**RECORDS FOR THIS EXERCISE**

=== Begin Enclosure ===

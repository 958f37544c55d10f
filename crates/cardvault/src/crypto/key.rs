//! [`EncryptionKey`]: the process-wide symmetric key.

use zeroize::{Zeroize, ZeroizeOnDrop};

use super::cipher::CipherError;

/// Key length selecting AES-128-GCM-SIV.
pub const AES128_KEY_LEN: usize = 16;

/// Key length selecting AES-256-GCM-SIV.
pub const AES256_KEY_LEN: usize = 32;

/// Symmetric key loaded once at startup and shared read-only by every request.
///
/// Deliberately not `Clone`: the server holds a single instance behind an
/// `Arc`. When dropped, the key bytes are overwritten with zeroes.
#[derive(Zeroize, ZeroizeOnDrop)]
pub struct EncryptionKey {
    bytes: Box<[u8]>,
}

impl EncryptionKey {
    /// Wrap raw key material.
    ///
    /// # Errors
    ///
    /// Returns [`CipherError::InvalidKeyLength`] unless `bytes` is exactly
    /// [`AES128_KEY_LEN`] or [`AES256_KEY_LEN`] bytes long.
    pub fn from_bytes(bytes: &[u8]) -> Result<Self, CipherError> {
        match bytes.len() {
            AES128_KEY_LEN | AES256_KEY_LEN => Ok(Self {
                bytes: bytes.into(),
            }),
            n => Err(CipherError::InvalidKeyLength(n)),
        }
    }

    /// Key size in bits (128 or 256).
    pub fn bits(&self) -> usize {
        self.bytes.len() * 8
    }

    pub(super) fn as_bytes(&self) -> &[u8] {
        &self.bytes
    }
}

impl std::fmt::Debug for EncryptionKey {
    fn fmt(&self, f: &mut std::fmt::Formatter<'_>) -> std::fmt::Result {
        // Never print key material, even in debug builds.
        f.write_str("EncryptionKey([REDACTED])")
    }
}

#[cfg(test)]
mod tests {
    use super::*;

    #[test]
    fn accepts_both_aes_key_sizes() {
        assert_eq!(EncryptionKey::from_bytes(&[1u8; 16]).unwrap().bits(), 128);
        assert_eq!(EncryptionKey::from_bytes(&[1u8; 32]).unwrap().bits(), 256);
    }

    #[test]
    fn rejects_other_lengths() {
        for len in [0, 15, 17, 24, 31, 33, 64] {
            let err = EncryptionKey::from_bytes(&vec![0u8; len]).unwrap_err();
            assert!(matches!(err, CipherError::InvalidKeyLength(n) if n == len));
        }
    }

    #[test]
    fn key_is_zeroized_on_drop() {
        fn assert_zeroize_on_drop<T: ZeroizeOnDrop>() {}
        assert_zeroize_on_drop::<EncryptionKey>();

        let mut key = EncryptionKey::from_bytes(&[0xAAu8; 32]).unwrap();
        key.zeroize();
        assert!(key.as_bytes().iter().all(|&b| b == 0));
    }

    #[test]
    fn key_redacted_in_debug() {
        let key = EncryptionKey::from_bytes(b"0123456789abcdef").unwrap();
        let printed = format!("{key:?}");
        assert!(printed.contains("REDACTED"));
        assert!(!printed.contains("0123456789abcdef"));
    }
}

=== End Enclosure ===

**PROBLEM TO WORK ON**
Every line from the one containing "fn fmt(&self, f: &mut" through the final line of the data above is to be restated word for word, and nothing more.

**COMPLETED EXERCISE**
    fn fmt(&self, f: &mut std::fmt::Formatter<'_>) -> std::fmt::Result {
        // Never print key material, even in debug builds.
        f.write_str("EncryptionKey([REDACTED])")
    }
}

#[cfg(test)]
mod tests {
    use super::*;

    #[test]
    fn accepts_both_aes_key_sizes() {
        assert_eq!(EncryptionKey::from_bytes(&[1u8; 16]).unwrap().bits(), 128);
        assert_eq!(EncryptionKey::from_bytes(&[1u8; 32]).unwrap().bits(), 256);
    }

    #[test]
    fn rejects_other_lengths() {
        for len in [0, 15, 17, 24, 31, 33, 64] {
            let err = EncryptionKey::from_bytes(&vec![0u8; len]).unwrap_err();
            assert!(matches!(err, CipherError::InvalidKeyLength(n) if n == len));
        }
    }

    #[test]
    fn key_is_zeroized_on_drop() {
        fn assert_zeroize_on_drop<T: ZeroizeOnDrop>() {}
        assert_zeroize_on_drop::<EncryptionKey>();

        let mut key = EncryptionKey::from_bytes(&[0xAAu8; 32]).unwrap();
        key.zeroize();
        assert!(key.as_bytes().iter().all(|&b| b == 0));
    }

    #[test]
    fn key_redacted_in_debug() {
        let key = EncryptionKey::from_bytes(b"0123456789abcdef").unwrap();
        let printed = format!("{key:?}");
        assert!(printed.contains("REDACTED"));
        assert!(!printed.contains("0123456789abcdef"));
    }
}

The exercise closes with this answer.